In an interview in Metro New York, Ecko was outspoken in his response to these critics, describing gamers as "the guys who got wedgies in high school" and "divas" with a "predisposition to have a bug up their ass for anything urban", who dismissed the game as riding on the coat-tails of Grand Theft Auto solely for having a black character on the cover. The reviewers, he says, are "slaves to the code" and not "slaves to the branding, products, or experience" as he would prefer, and they unfairly compare the game to better-received titles, such as Prince of Persia: The Sands of Time. He admits that the game was "not as precise as I would have liked to see", blaming the game's failures on system limitations "that people just can't understand", and that the title was "as polished as you can make it on a no-hard-drive console like the PS2".

Aggregate scores
| Aggregator | Score |
|---|---|
| GameRankings | 72.26% (Xbox) 71.73% (PS2) 70.36% (PC) |
| Metacritic | 71/100 (Xbox) 69/100 (PS2) 69/100 (PC) |

Review scores
| Publication | Score |
|---|---|
| Game Informer | 7.25/10 (PS2) |
| GamePro | 2.5/5 (PS2) |

=== Awards ===
- GameSpot's Best Licensed Music Award 2006
- Spike TVs 2006 VGA's Gamer's Choice-Breakthrough Performance award for Rosario Dawson
- Spike TVs 2005 VGA's Best Wireless Game award.
- AIAS' "Outstanding Achievement in Soundtrack" Interactive Achievement Award nomination.

=== Controversy in Australia ===

The Australian ABC News channel has reported that Getting Up was refused classification in Australia after its initial "MA15+" rating was overturned after appeals by Queensland's Local Government Association, effectively banning its release in the country.

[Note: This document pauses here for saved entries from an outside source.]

pub mod dataset;
pub mod example;

pub use example::Evaluator;

use crate::error::Result;
use crate::models::EvaluationResult;

/// Receives per-example results as they are produced.
pub trait ExampleSink {
    fn write_example(&mut self, result: &EvaluationResult) -> Result<()>;
}

impl ExampleSink for Vec<EvaluationResult> {
    fn write_example(&mut self, result: &EvaluationResult) -> Result<()> {
        self.push(result.clone());
        Ok(())
    }
}
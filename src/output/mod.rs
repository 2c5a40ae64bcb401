pub mod report;
pub mod writers;

pub use writers::{ensure_results_dir, PerExampleCsv, TrialsCsv};
pub use report::{
    print_evaluation_summary, print_pareto_frontier, print_top_trials, write_pareto_json,
    write_summary_json,
};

The Federal Classification Review Board, responsible for reviewing the game and concluding to refused classification of the game (under a majority 3 to 2 decision), cited that the game promotes, and provides instruction for illegal graffiti and real-life graffiti artists.
Ecko stated that he was disappointed with this legal move. Other games heavily focusing around graffiti, such as Jet Set Radio, have not been banned. Months earlier, Need for Speed: Most Wanted, a game centered around and glamorising illegal street racing, received a G rating. The game has been available to Australians on Steam since 2013.

== Sequel ==
On February 14, 2013, Ecko Unlimited's Twitter announced that a sequel was in development. No further update has been posted since and it seems that the sequel has been cancelled.

On September 6, 2022, on his official Instagram account, Marc Ecko announced that a film based on the video game was in the works, and that he still hoped to produce a sequel game, but that it was postponed due to his work commitments. He also created a website where the public could sign a letter of support for the film adaptation, a sequel game, and a remaster of the original game.